(Directions) Search the data for the string "sqlite", and report each line where it is found.

(Dataset content)
use aboutdb_types::{Scalar, ScalarKind};

use crate::error::IndexResult;

/// A row stored in an index table.
#[derive(Clone, Debug, PartialEq, Eq)]
pub struct IndexRow {
    /// Auto-incremented row id, in insertion order.
    pub id: i64,
    /// Identity of the object the value was derived from.
    pub identity: String,
    /// The derived, coerced value.
    pub value: Scalar,
}

/// A row waiting to be inserted into `table`.
#[derive(Clone, Debug, PartialEq, Eq)]
pub struct RowInsert {
    pub table: String,
    pub identity: String,
    pub value: Scalar,
}

/// Storage for index tables.
///
/// Each table has an auto-incrementing row id, an identity column and one
/// typed value column. The engine relies on nothing beyond insertion and
/// equality-filtered selection.
///
/// All implementations must satisfy these invariants:
/// - [`insert_rows`](Self::insert_rows) applies every row or none of them.
/// - Selections return rows in insertion order.
pub trait IndexBackend: Send {
    /// Create an empty table whose value column holds `kind`.
    fn create_table(&mut self, table: &str, kind: ScalarKind) -> IndexResult<()>;

    /// Drop a table and its rows. Dropping a missing table is a no-op.
    fn drop_table(&mut self, table: &str) -> IndexResult<()>;

    /// Append rows, possibly spanning several tables, as one unit.
    fn insert_rows(&mut self, rows: &[RowInsert]) -> IndexResult<()>;

    /// Identities of the rows whose value equals `value`.
    fn select_ids(&self, table: &str, value: &Scalar) -> IndexResult<Vec<String>>;

    /// Value of the most recently inserted row for `identity`.
    fn latest_value(&self, table: &str, identity: &str) -> IndexResult<Option<Scalar>>;

    /// Every row of a table.
    fn rows(&self, table: &str) -> IndexResult<Vec<IndexRow>>;
}
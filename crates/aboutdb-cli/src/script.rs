//! Line-oriented scripts for `aboutdb run`.
//!
//! One statement per line; blank lines and lines starting with `#` are
//! skipped. A schema argument of `-` means schema-independent.
//!
//! ```text
//! index Entry date field=taken_ts prefix=10
//! index - width type=integer
//! store A *schema Entry
//! store A title my title for A
//! store-int F1 width 1024
//! store-list A tags a b
//! link A file F1
//! get A
//! lookup Entry tags b
//! delete A
//! ```

use aboutdb_sdk::{IndexDefinition, Scalar, ScalarKind};
use anyhow::{anyhow, bail, Context};

#[derive(Clone, Debug, PartialEq, Eq)]
pub struct IndexSpec {
    pub schema: Option<String>,
    pub name: String,
    pub field: Option<String>,
    pub kind: ScalarKind,
    /// Index only the first `n` characters of text values.
    pub prefix: Option<usize>,
}

impl IndexSpec {
    pub fn to_definition(&self) -> IndexDefinition {
        let mut def = match &self.schema {
            Some(schema) => IndexDefinition::for_schema(schema.as_str(), self.name.as_str()),
            None => IndexDefinition::global(self.name.as_str()),
        };
        if let Some(field) = &self.field {
            def = def.source_field(field.as_str());
        }
        if let Some(n) = self.prefix {
            def = def.extractor(move |v: &Scalar| match v {
                Scalar::Text(s) => Scalar::text(s.chars().take(n).collect::<String>()),
                other => other.clone(),
            });
        }
        def.value_type(self.kind)
    }
}

#[derive(Clone, Debug, PartialEq, Eq)]
pub enum Statement {
    Index(IndexSpec),
    Store {
        identity: String,
        field: String,
        value: Scalar,
    },
    StoreList {
        identity: String,
        field: String,
        values: Vec<Scalar>,
    },
    Link {
        identity: String,
        field: String,
        target: String,
    },
    Get(String),
    Delete(String),
    Lookup {
        schema: Option<String>,
        name: String,
        value: String,
    },
}

/// Split off `n` whitespace-separated words; the remainder is trimmed.
fn words(line: &str, n: usize) -> Option<(Vec<&str>, &str)> {
    let mut rest = line.trim_start();
    let mut out = Vec::with_capacity(n);
    for _ in 0..n {
        if rest.is_empty() {
            return None;
        }
        let end = rest.find(char::is_whitespace).unwrap_or(rest.len());
        out.push(&rest[..end]);
        rest = rest[end..].trim_start();
    }
    Some((out, rest.trim_end()))
}

fn schema_arg(s: &str) -> Option<String> {
    (s != "-").then(|| s.to_string())
}

impl Statement {
    /// Parse one script line. `Ok(None)` for blanks and comments.
    pub fn parse(line: &str) -> anyhow::Result<Option<Self>> {
        let line = line.trim();
        if line.is_empty() || line.starts_with('#') {
            return Ok(None);
        }
        let (head, rest) = words(line, 1).ok_or_else(|| anyhow!("empty statement"))?;
        let stmt = match head[0] {
            "index" => Self::Index(parse_index(rest)?),
            "store" => {
                let (w, value) = words(rest, 2)
                    .ok_or_else(|| anyhow!("usage: store <id> <field> <text>"))?;
                Self::Store {
                    identity: w[0].into(),
                    field: w[1].into(),
                    value: Scalar::text(value),
                }
            }
            "store-int" => {
                let (w, value) = words(rest, 2)
                    .ok_or_else(|| anyhow!("usage: store-int <id> <field> <int>"))?;
                let n: i32 = value
                    .parse()
                    .with_context(|| format!("not a 32-bit integer: {value:?}"))?;
                Self::Store {
                    identity: w[0].into(),
                    field: w[1].into(),
                    value: Scalar::Integer(n),
                }
            }
            "store-list" => {
                let (w, values) = words(rest, 2)
                    .ok_or_else(|| anyhow!("usage: store-list <id> <field> <item>..."))?;
                Self::StoreList {
                    identity: w[0].into(),
                    field: w[1].into(),
                    values: values.split_whitespace().map(Scalar::text).collect(),
                }
            }
            "link" => match words(rest, 3) {
                Some((w, "")) => Self::Link {
                    identity: w[0].into(),
                    field: w[1].into(),
                    target: w[2].into(),
                },
                _ => bail!("usage: link <id> <field> <target>"),
            },
            "get" => match words(rest, 1) {
                Some((w, "")) => Self::Get(w[0].into()),
                _ => bail!("usage: get <id>"),
            },
            "delete" => match words(rest, 1) {
                Some((w, "")) => Self::Delete(w[0].into()),
                _ => bail!("usage: delete <id>"),
            },
            "lookup" => {
                let (w, value) = words(rest, 2)
                    .ok_or_else(|| anyhow!("usage: lookup <schema|-> <name> <value>"))?;
                Self::Lookup {
                    schema: schema_arg(w[0]),
                    name: w[1].into(),
                    value: value.to_string(),
                }
            }
            other => bail!("unknown statement {other:?}"),
        };
        Ok(Some(stmt))
    }
}

fn parse_index(rest: &str) -> anyhow::Result<IndexSpec> {
    let (w, options) = words(rest, 2).ok_or_else(|| {
        anyhow!("usage: index <schema|-> <name> [field=F] [type=text|integer] [prefix=N]")
    })?;
    let mut spec = IndexSpec {
        schema: schema_arg(w[0]),
        name: w[1].into(),
        field: None,
        kind: ScalarKind::Text,
        prefix: None,
    };
    for option in options.split_whitespace() {
        let (key, value) = option
            .split_once('=')
            .ok_or_else(|| anyhow!("expected key=value, got {option:?}"))?;
        match key {
            "field" => spec.field = Some(value.into()),
            "type" => spec.kind = value.parse()?,
            "prefix" => {
                spec.prefix = Some(
                    value
                        .parse()
                        .with_context(|| format!("bad prefix length {value:?}"))?,
                )
            }
            _ => bail!("unknown index option {key:?}"),
        }
    }
    Ok(spec)
}

/// Parse a whole script into `(line number, statement)` pairs.
pub fn parse_script(text: &str) -> anyhow::Result<Vec<(usize, Statement)>> {
    let mut out = Vec::new();
    for (n, line) in text.lines().enumerate() {
        let stmt = Statement::parse(line).with_context(|| format!("line {}", n + 1))?;
        out.extend(stmt.map(|s| (n + 1, s)));
    }
    Ok(out)
}

#[cfg(test)]
mod tests {
    use super::*;

    fn parse(line: &str) -> Statement {
        Statement::parse(line).unwrap().unwrap()
    }

    #[test]
    fn blanks_and_comments_skipped() {
        assert_eq!(Statement::parse("").unwrap(), None);
        assert_eq!(Statement::parse("   # note").unwrap(), None);
    }

    #[test]
    fn store_keeps_rest_of_line() {
        assert_eq!(
            parse("store A title   my title for A "),
            Statement::Store {
                identity: "A".into(),
                field: "title".into(),
                value: Scalar::text("my title for A"),
            }
        );
    }

    #[test]
    fn store_int_and_list() {
        assert_eq!(
            parse("store-int F1 width 1024"),
            Statement::Store {
                identity: "F1".into(),
                field: "width".into(),
                value: Scalar::Integer(1024),
            }
        );
        assert_eq!(
            parse("store-list A tags a b"),
            Statement::StoreList {
                identity: "A".into(),
                field: "tags".into(),
                values: vec![Scalar::text("a"), Scalar::text("b")],
            }
        );
        assert!(Statement::parse("store-int F1 width wide").is_err());
    }

    #[test]
    fn index_options() {
        let Statement::Index(spec) = parse("index Entry date field=taken_ts prefix=10") else {
            panic!("expected index statement");
        };
        assert_eq!(spec.schema.as_deref(), Some("Entry"));
        assert_eq!(spec.field.as_deref(), Some("taken_ts"));
        assert_eq!(spec.prefix, Some(10));

        let def = spec.to_definition();
        assert_eq!(def.field(), "taken_ts");
        assert_eq!(def.table_name().unwrap(), "ENTRY_DATE");
        assert!(def.has_extractor());

        let Statement::Index(spec) = parse("index - width type=integer") else {
            panic!("expected index statement");
        };
        assert_eq!(spec.schema, None);
        assert_eq!(spec.kind, ScalarKind::Integer);
        assert!(Statement::parse("index Entry date colour=red").is_err());
    }

    #[test]
    fn link_requires_exact_arity() {
        assert!(Statement::parse("link A file").is_err());
        assert!(Statement::parse("link A file F1 extra").is_err());
        assert_eq!(
            parse("link A file F1"),
            Statement::Link {
                identity: "A".into(),
                field: "file".into(),
                target: "F1".into(),
            }
        );
    }

    #[test]
    fn lookup_schema_dash_is_global() {
        assert_eq!(
            parse("lookup - width 1024"),
            Statement::Lookup {
                schema: None,
                name: "width".into(),
                value: "1024".into(),
            }
        );
    }

    #[test]
    fn script_errors_name_line() {
        let err = parse_script("get A\nfrobnicate\n").unwrap_err();
        assert!(format!("{err:#}").contains("line 2"));
        let script = parse_script("# only\nget A\n").unwrap();
        assert_eq!(script, vec![(2, Statement::Get("A".into()))]);
    }
}
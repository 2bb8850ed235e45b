//! Secondary indexes for AboutDB.
//!
//! An [`IndexDefinition`] derives a typed value table from one field of the
//! objects of a schema (or of every object, for schema-independent
//! definitions). The [`IndexEngine`] owns the definitions and the backing
//! store that holds their tables, appends rows as fields are written and
//! answers value lookups without touching primary storage.
//!
//! # Key Types
//!
//! - [`IndexDefinition`] -- (schema, name, source field, extractor, value type)
//! - [`IndexEngine`] -- dispatches writes and lookups to definitions
//! - [`IndexBackend`] -- table storage seam
//! - [`InMemoryIndexBackend`] -- `Vec`-backed tables for tests and embedding
//! - `SqliteIndexBackend` -- relational tables via SQLite (feature `sqlite`)

pub mod backend;
pub mod definition;
pub mod engine;
pub mod error;
pub mod memory;
#[cfg(feature = "sqlite")]
pub mod sqlite;

pub use backend::{IndexBackend, IndexRow, RowInsert};
pub use definition::{Extractor, IndexDefinition};
pub use engine::{FieldWrite, IndexEngine, Lookup};
pub use error::{IndexError, IndexResult};
pub use memory::InMemoryIndexBackend;
#[cfg(feature = "sqlite")]
pub use sqlite::SqliteIndexBackend;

(Response)
//! - `SqliteIndexBackend` -- relational tables via SQLite (feature `sqlite`)
#[cfg(feature = "sqlite")]
pub mod sqlite;
#[cfg(feature = "sqlite")]
pub use sqlite::SqliteIndexBackend;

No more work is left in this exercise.